What I have been writing most weeks these past few years has been to tell you who is coming to play at Hedsor Jazz.
This one is no exception. For the past few years we have tried to introduce you to new players, some that you may not have listened to before. Named guests have been part of the Hedsor Jazz experience for many years. One of the earliest was saxophonist Al Nichols, and you will still see him at Hedsor now and again.
Alam has been with us 2 or 3 times before, and is one of those young saxophonists who will carry live jazz forward for fresh ears with innovative playing not a million miles away from how Vasilis was first received at Hedsor.
Alam is a graduate of The Trinity College of Music, and was a prize winner in 2009, see https://londonjazznews.com/2009/09/18/alam-nathoo-one-prize-won-and-up-for-another/
So the prospect of hearing Stuart and Alam together is quite exciting as I don’t think they have played together before. Come and experience jazz on the edge!

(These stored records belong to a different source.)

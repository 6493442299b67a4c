//! Wiring of config, catalog fixtures and cache into engine services.

use std::path::Path;
use std::str::FromStr;
use std::sync::Arc;

use seo_cache::{Cache, FileCache, NullCache};
use seo_catalog::{
    CatalogError, CategoryRepository, CmsPageRepository, Entity, EntityType, MemoryCatalog,
    ProductRepository, StoreContext, TemplateStore, WebsiteContext,
};
use seo_config::{CliSettings, Config};
use seo_meta::MetaTagManager;
use seo_structured_data::{GeneratorContext, OrganizationInfo, SchemaSettings};
use seo_template::{ProcessorContext, ProcessorFactory, UrlSuffixes};

use crate::GlobalArgs;
use crate::error::CliError;

/// Entity reference given on the command line: `product:42`,
/// `category:7`, `cms_page:5` or `cms_page:about-us`.
#[derive(Clone, Debug, PartialEq, Eq)]
pub(crate) struct EntityRef {
    pub entity_type: EntityType,
    pub key: EntityKey,
}

#[derive(Clone, Debug, PartialEq, Eq)]
pub(crate) enum EntityKey {
    Id(u64),
    /// CMS page URL identifier.
    Identifier(String),
}

impl FromStr for EntityRef {
    type Err = String;

    fn from_str(s: &str) -> Result<Self, Self::Err> {
        let (kind, key) = s
            .split_once(':')
            .ok_or_else(|| format!("expected <type>:<id>, got {s:?}"))?;
        let entity_type: EntityType = kind.parse()?;
        let key = match key.parse::<u64>() {
            Ok(id) => EntityKey::Id(id),
            Err(_) if entity_type == EntityType::CmsPage && !key.is_empty() => {
                EntityKey::Identifier(key.to_owned())
            }
            Err(_) => return Err(format!("invalid {entity_type} id: {key:?}")),
        };
        Ok(Self { entity_type, key })
    }
}

/// Loaded configuration, catalog and the services built on them.
pub(crate) struct Engine {
    config: Config,
    catalog: Arc<MemoryCatalog>,
    processors: ProcessorContext,
}

impl Engine {
    /// Load configuration and, when given, a catalog fixture file.
    pub(crate) fn load(
        global: &GlobalArgs,
        catalog: Option<&Path>,
        version: &str,
    ) -> Result<Self, CliError> {
        let cli_settings = CliSettings {
            store_id: global.store_id,
            cache_enabled: global.no_cache.then_some(false),
        };
        let config = Config::load(global.config.as_deref(), Some(&cli_settings))?;

        let catalog = Arc::new(match catalog {
            Some(path) => MemoryCatalog::from_path(path)?,
            None => MemoryCatalog::new(),
        });

        let cache: Arc<dyn Cache> = if config.cache_resolved.enabled {
            tracing::info!(dir = %config.cache_resolved.dir.display(), "Using file cache");
            Arc::new(FileCache::new(config.cache_resolved.dir.clone(), version))
        } else {
            Arc::new(NullCache)
        };

        let processors = ProcessorContext::new(
            store_context(&config),
            website_context(&config),
            Arc::clone(&catalog) as Arc<dyn CategoryRepository>,
        )
        .with_cache(cache)
        .with_ttl(config.cache_resolved.ttl)
        .with_url_suffixes(UrlSuffixes {
            product: config.urls.product_suffix.clone(),
            category: config.urls.category_suffix.clone(),
        });

        Ok(Self {
            config,
            catalog,
            processors,
        })
    }

    /// Drop the persistent cache for the rest of this run.
    #[must_use]
    pub(crate) fn without_cache(mut self) -> Self {
        self.processors = self.processors.with_cache(Arc::new(NullCache));
        self
    }

    pub(crate) fn catalog(&self) -> &MemoryCatalog {
        &self.catalog
    }

    pub(crate) fn processors(&self) -> ProcessorFactory {
        ProcessorFactory::new(self.processors.clone())
    }

    pub(crate) fn meta_manager(&self) -> MetaTagManager {
        MetaTagManager::new(
            Arc::clone(&self.catalog) as Arc<dyn TemplateStore>,
            self.processors(),
        )
    }

    pub(crate) fn generator_context(&self) -> GeneratorContext {
        let structured = &self.config.structured_data;
        let settings = SchemaSettings {
            enabled: structured.enabled,
            disabled: structured.disabled.clone(),
            brand_attribute: structured.brand_attribute.clone(),
            organization: structured.organization.as_ref().map(|org| OrganizationInfo {
                name: org.name.clone(),
                url: org.url.clone(),
                logo: org.logo.clone(),
                same_as: org.same_as.clone(),
                telephone: org.telephone.clone(),
                email: org.email.clone(),
            }),
        };
        GeneratorContext::new(self.processors.clone())
            .with_settings(settings)
            .with_ttl(self.config.cache_resolved.structured_data_ttl)
    }

    /// Load the referenced entity from the catalog.
    pub(crate) fn entity(&self, reference: &EntityRef) -> Result<Entity, CatalogError> {
        let catalog = self.catalog.as_ref();
        match (&reference.key, reference.entity_type) {
            (EntityKey::Id(id), EntityType::Product) => {
                ProductRepository::get_by_id(catalog, *id).map(Entity::from)
            }
            (EntityKey::Id(id), EntityType::Category) => {
                CategoryRepository::get_by_id(catalog, *id).map(Entity::from)
            }
            (EntityKey::Id(id), EntityType::CmsPage) => {
                CmsPageRepository::get_by_id(catalog, *id).map(Entity::from)
            }
            (EntityKey::Identifier(identifier), _) => catalog
                .cms_page_by_identifier(identifier)
                .cloned()
                .map(Entity::from)
                .ok_or_else(|| {
                    CatalogError::identifier_not_found(EntityType::CmsPage, identifier)
                }),
        }
    }
}

fn store_context(config: &Config) -> StoreContext {
    let store = &config.store;
    StoreContext {
        id: store.id,
        code: store.code.clone(),
        name: store.name.clone(),
        base_url: store.base_url.clone(),
        secure_base_url: store.secure_base_url().to_owned(),
        media_url: store.media_url(),
        currency: store.currency.clone(),
    }
}

fn website_context(config: &Config) -> WebsiteContext {
    let website = &config.website;
    WebsiteContext {
        id: website.id,
        code: website.code.clone(),
        name: website.name.clone(),
        default_group_id: website.default_group_id,
    }
}

#[cfg(test)]
mod tests {
    use super::*;
    use pretty_assertions::assert_eq;

    #[test]
    fn test_parse_entity_ref() {
        assert_eq!(
            "product:42".parse::<EntityRef>().unwrap(),
            EntityRef {
                entity_type: EntityType::Product,
                key: EntityKey::Id(42),
            }
        );
        assert_eq!(
            "cms_page:about-us".parse::<EntityRef>().unwrap().key,
            EntityKey::Identifier("about-us".to_owned())
        );
        assert!("product:abc".parse::<EntityRef>().is_err());
        assert!("widget:1".parse::<EntityRef>().is_err());
        assert!("42".parse::<EntityRef>().is_err());
    }

    #[test]
    fn test_engine_loads_fixture() {
        let dir = tempfile::tempdir().unwrap();
        let config_path = dir.path().join("seo.toml");
        std::fs::write(
            &config_path,
            "[store]\nname = \"Luma\"\ncurrency = \"EUR\"\n\n[cache]\nenabled = false\n",
        )
        .unwrap();
        let catalog_path = dir.path().join("catalog.json");
        std::fs::write(
            &catalog_path,
            r#"{"products": [{"id": 42, "name": "Duffle"}], "cms_pages": [{"id": 2, "identifier": "home"}]}"#,
        )
        .unwrap();

        let global = GlobalArgs {
            config: Some(config_path),
            store_id: None,
            no_cache: false,
            verbose: false,
        };
        let engine = Engine::load(&global, Some(&catalog_path), "test").unwrap();

        let product = engine.entity(&"product:42".parse().unwrap()).unwrap();
        assert_eq!(product.id(), 42);
        let home = engine.entity(&"cms_page:home".parse().unwrap()).unwrap();
        assert_eq!(home.id(), 2);
        assert!(engine.entity(&"product:7".parse().unwrap()).unwrap_err().is_not_found());
        assert!(
            engine
                .entity(&"cms_page:missing".parse().unwrap())
                .unwrap_err()
                .is_not_found()
        );

        assert_eq!(engine.generator_context().store().currency, "EUR");
        assert_eq!(engine.generator_context().store().name, "Luma");
    }
}
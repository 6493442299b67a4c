//! Template syntax.
//!
//! Two shapes are recognized inside `{{ }}`:
//!
//! - variables: `{{ product.name }}` (letters, digits, `_` and `.`)
//! - directives: `{{ truncate(product.description, 160) }}`
//!
//! Anything else between braces is left as written.

use std::sync::LazyLock;

use regex::Regex;

/// `{{ path.to.value }}`
pub(crate) static VARIABLE_PATTERN: LazyLock<Regex> =
    LazyLock::new(|| Regex::new(r"\{\{\s*([a-zA-Z0-9_.]+)\s*\}\}").unwrap());

/// `{{ name(arg, arg) }}`
pub(crate) static DIRECTIVE_PATTERN: LazyLock<Regex> = LazyLock::new(|| {
    Regex::new(r"\{\{\s*([a-zA-Z_][a-zA-Z0-9_]*)\(([^)]*)\)\s*\}\}").unwrap()
});

/// Split a directive argument list on commas and trim each argument.
///
/// An empty or blank list yields no arguments.
pub(crate) fn split_args(raw: &str) -> Vec<&str> {
    if raw.trim().is_empty() {
        return Vec::new();
    }
    raw.split(',').map(str::trim).collect()
}

/// Whether an argument is wrapped in a matching pair of quotes.
pub(crate) fn is_quoted(arg: &str) -> bool {
    arg.len() >= 2
        && ((arg.starts_with('\'') && arg.ends_with('\''))
            || (arg.starts_with('"') && arg.ends_with('"')))
}

/// Remove one matching pair of surrounding quotes, if present.
pub(crate) fn strip_quotes(arg: &str) -> &str {
    if is_quoted(arg) {
        &arg[1..arg.len() - 1]
    } else {
        arg
    }
}

/// Split a variable path into its non-empty segments.
pub(crate) fn segments(path: &str) -> Vec<&str> {
    path.split('.').filter(|s| !s.is_empty()).collect()
}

As usual, the front line will be backed by The Martin Hart Trio, which usually includes as our regular pianist, Ken McCarthy. If you have never done so, look him up on the web as well as Alam
http://www.barisons.co.uk/music-KenMcCarthy.html
AS a matter of interest when I showed Vasilis a photo taken of him playing at Hedsor in the days of jazz in the bar I said I thought it was 2009. He looked and said, “no, It couldn’t have been that late, I stopped playing that saxophone in 2007!”
Last weeks Hedsor Jazz celebrated the music of the big bands, with Sue Greenway and Mike Wills playing a variety of reed instruments on arrangements of those tunes more often played back in the 1940’s. The clever arrangements shrinking the 18 piece band sound down to 5 were by Mike.
A couple of pictures are below
It was great to hear tunes like “I’m Getting Sentimental Over you” and “Stealing Apples” again. Such music was almost implanted DNA for people born before WWII. Many jazz fans are probably a bit like me, having come to jazz through the big bands of the 1940’s and the trad era of the late 1950’s.
Some of those trad bands got left behind, and even though they carried our interest in to more modern (1950’s modern!) jazz their playing technique was often fairly basic, and their harmonies safe in the three part front line of trumpet clarinet and trombone. When I come a cross a youthful band playing tunes like “Wild Man Blues” and “Oh Didn’t He Ramble” I usually do a double take. So when I came across a CD by a band called “The Dixie Ticklers” I had to take a listen. Oh what a music college education does for players of traditional tunes! A whole new way of using the traditional New Orleans tunes with modern counterpoint and harmony. A really refreshing and well played CD called “Standing Pat”. Go have a listen. Artwork below
By the way, it is a British band! The only comment I would make about the CD cover artwork is “it could have been bigger for us old chaps to read”!
PS I have NO IDEA why Blogger, the software being used for this blog, is so difficult to control its line justification. It does not seem to obey any logical rules, and writing and viewing are completely different!!